大病を乗り越え、戸次本町にカフェ&レストラン 原田口さん「地域に愛される店に」【大分県】

新天地で店を再開した原田口貴之さん(左)と妻の萌子さん=大分市中戸次
築100年以上の古民家を改装した店舗
ランチセットは3種類から選べるパスタ、前菜盛り合わせサラダなどを楽しめる

 【大分】大分市の戸次本町地区に「hitoyoshi(ヒトヨシ) カフェとレストランのあいだ」が移転オープンした。店主の原田口貴之さん(37)が悪性脂肪肉腫の手術と療養を経て、新天地での再出発。「周囲の方々の助けや温かい言葉、家族の支えでここまで来られた。できることで恩返ししたい」と前を向く。

 同市出身。料理が好きで「いずれは店を開きたい」と19歳の時、同市の田北調理師専門学校で学び、免許を取得。市内の飲食店で修業後、2014年、市内西春日町にイタリアンの店を構えた。

 常連客もでき、店が軌道に乗り始めた頃、左足のくるぶしのこぶが気になり、病院で検査して病気が判明した。
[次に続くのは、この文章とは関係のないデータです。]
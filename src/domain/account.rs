//! Account record
//!
//! Balance mutation rules:
//! - deposit of a non-positive amount is a no-op (no timestamp refresh)
//! - withdrawal of a non-positive amount, or of more than the balance, is
//!   rejected without touching state
//! - every applied mutation refreshes `updated_date`

use chrono::{DateTime, Utc};
use rust_decimal::Decimal;
use serde::{Deserialize, Serialize};

use super::{AccountType, Amount, AmountError, Balance, DomainError};

const HOLDER_NAME_MIN: usize = 2;
const HOLDER_NAME_MAX: usize = 100;

/// Stored account
#[derive(Debug, Clone, PartialEq, Serialize, Deserialize)]
#[serde(rename_all = "camelCase")]
pub struct Account {
    pub account_no: String,
    pub account_holder_name: String,
    pub account_balance: Balance,
    pub account_type: AccountType,
    pub customer_id: i64,
    pub created_date: DateTime<Utc>,
    pub updated_date: Option<DateTime<Utc>>,
}

impl Account {
    /// Apply a deposit. Returns whether the balance changed.
    pub fn deposit(&mut self, amount: Decimal, now: DateTime<Utc>) -> Result<bool, DomainError> {
        let amount = match positive_amount(amount)? {
            Some(amount) => amount,
            None => return Ok(false),
        };
        self.account_balance = self.account_balance.credit(&amount)?;
        self.updated_date = Some(now);
        Ok(true)
    }

    /// Apply a withdrawal. Returns `false`, leaving the account untouched,
    /// when the amount is non-positive or exceeds the balance.
    pub fn withdraw(&mut self, amount: Decimal, now: DateTime<Utc>) -> Result<bool, DomainError> {
        let amount = match positive_amount(amount)? {
            Some(amount) => amount,
            None => return Ok(false),
        };
        match self.account_balance.debit(&amount) {
            Ok(balance) => {
                self.account_balance = balance;
                self.updated_date = Some(now);
                Ok(true)
            }
            Err(AmountError::Insufficient { .. }) => Ok(false),
            Err(e) => Err(e.into()),
        }
    }
}

/// `None` for amounts the mutation rules treat as "nothing to do"
pub fn positive_amount(amount: Decimal) -> Result<Option<Amount>, DomainError> {
    match Amount::new(amount) {
        Ok(amount) => Ok(Some(amount)),
        Err(AmountError::NotPositive(_)) => Ok(None),
        Err(e) => Err(e.into()),
    }
}

/// Validated input for a new account. The account number is never part of
/// it: the allocator assigns one on insert.
#[derive(Debug, Clone, PartialEq)]
pub struct AccountDraft {
    pub account_holder_name: String,
    pub account_balance: Balance,
    pub account_type: AccountType,
    pub customer_id: i64,
}

impl AccountDraft {
    pub fn new(
        account_holder_name: impl Into<String>,
        balance: Decimal,
        account_type: AccountType,
        customer_id: i64,
    ) -> Result<Self, DomainError> {
        let account_holder_name = account_holder_name.into().trim().to_string();
        let len = account_holder_name.chars().count();
        if len == 0 {
            return Err(DomainError::validation("Account holder name is required"));
        }
        if !(HOLDER_NAME_MIN..=HOLDER_NAME_MAX).contains(&len) {
            return Err(DomainError::validation(format!(
                "Account holder name must be between {} and {} characters",
                HOLDER_NAME_MIN, HOLDER_NAME_MAX
            )));
        }

        let account_balance = Balance::new(balance).map_err(|e| match e {
            AmountError::Negative(_) => {
                DomainError::validation("Account balance must be non-negative")
            }
            other => other.into(),
        })?;

        Ok(Self {
            account_holder_name,
            account_balance,
            account_type,
            customer_id,
        })
    }

    /// Materialize the record once an account number has been allocated
    pub fn into_account(self, account_no: String, created_date: DateTime<Utc>) -> Account {
        Account {
            account_no,
            account_holder_name: self.account_holder_name,
            account_balance: self.account_balance,
            account_type: self.account_type,
            customer_id: self.customer_id,
            created_date,
            updated_date: None,
        }
    }
}

#[cfg(test)]
mod tests {
    use super::*;
    use chrono::Duration;
    use rust_decimal_macros::dec;

    fn account(balance: Decimal) -> Account {
        AccountDraft::new("Ann Lee", balance, AccountType::Savings, 1)
            .unwrap()
            .into_account("ACC000001".to_string(), Utc::now() - Duration::minutes(5))
    }

    #[test]
    fn test_deposit_adds_and_refreshes_timestamp() {
        let mut acc = account(dec!(100));
        let now = Utc::now();

        assert!(acc.deposit(dec!(50), now).unwrap());
        assert_eq!(acc.account_balance.value(), dec!(150.00));
        assert_eq!(acc.updated_date, Some(now));
    }

    #[test]
    fn test_non_positive_deposit_is_noop() {
        let mut acc = account(dec!(100));
        let before = acc.clone();

        assert!(!acc.deposit(Decimal::ZERO, Utc::now()).unwrap());
        assert!(!acc.deposit(dec!(-10), Utc::now()).unwrap());
        assert_eq!(acc, before);
    }

    #[test]
    fn test_overdraft_rejected_without_mutation() {
        let mut acc = account(dec!(100));
        let before = acc.clone();

        assert!(!acc.withdraw(dec!(150), Utc::now()).unwrap());
        assert_eq!(acc, before);
    }

    #[test]
    fn test_withdraw_within_balance() {
        let mut acc = account(dec!(100));

        assert!(acc.withdraw(dec!(100), Utc::now()).unwrap());
        assert_eq!(acc.account_balance, Balance::zero());
        assert!(acc.updated_date.is_some());
    }

    #[test]
    fn test_non_positive_withdraw_rejected() {
        let mut acc = account(dec!(100));

        assert!(!acc.withdraw(Decimal::ZERO, Utc::now()).unwrap());
        assert!(!acc.withdraw(dec!(-1), Utc::now()).unwrap());
        assert!(acc.updated_date.is_none());
    }

    #[test]
    fn test_sub_cent_amount_is_validation_error() {
        let mut acc = account(dec!(100));

        assert!(matches!(acc.deposit(dec!(0.001), Utc::now()), Err(DomainError::Validation(_))));
    }

    #[test]
    fn test_negative_opening_balance_rejected() {
        let err = AccountDraft::new("Ann Lee", dec!(-0.01), AccountType::Current, 1).unwrap_err();
        assert_eq!(err, DomainError::validation("Account balance must be non-negative"));
    }

    #[test]
    fn test_holder_name_required() {
        assert!(AccountDraft::new("  ", dec!(1), AccountType::Current, 1).is_err());
        assert!(AccountDraft::new("A", dec!(1), AccountType::Current, 1).is_err());
    }

    #[test]
    fn test_account_serializes_camel_case() {
        let json = serde_json::to_value(account(dec!(100))).unwrap();

        assert_eq!(json["accountNo"], "ACC000001");
        assert_eq!(json["accountBalance"], "100.00");
        assert_eq!(json["accountType"], "SAVINGS");
        assert_eq!(json["customerId"], 1);
        assert!(json["updatedDate"].is_null());
    }
}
治療に専念するため18年5月、いったん店を畳んだ。手術後、抗がん剤が思うように効かず、足を切断して義足をつけることを決断。その後も義足が合わなかったり、炎症を起こしたりした。入退院を繰り返した時期もあったが、「早く復活して店を再開したい」という思いが原動力になった。

 前の店が入っていた建物が取り壊され、新たな出店先を探す中で戸次本町の風情ある町並みの雰囲気に引かれた。通り沿いの築100年以上の古民家を借り、市の補助金を活用してリノベーション。8月下旬に開店した。

 店名は「食」の字から。「人を良くする料理と場所を提供したい」という思いを込めている。「農業の盛んな戸次の地域性を生かし、地元産の食材をなるべく使っていきたい」。新たにカフェタイムも設けた。

 昨年3月、前の店で働いていた萌子さん(27)と結婚。貴之さんの力になれるようにとこの5年間、調理や菓子作りを勉強してきたという。貴之さんは「地域に愛される店になるように2人で力を合わせ、足の調子を見ながらゆっくり頑張っていきます」と笑みをこぼした。

     

<メモ>

 ランチは3種類から選べるパスタに前菜盛り合わせサラダ、自家製フォカッチャ、ミニデザート、ドリンクが付くセットメニューのみ。カフェタイムは不定期。詳細は同店のインスタグラムで確認できる。義足の作り直しが必要になったため、9月のディナーは休み。木曜日定休。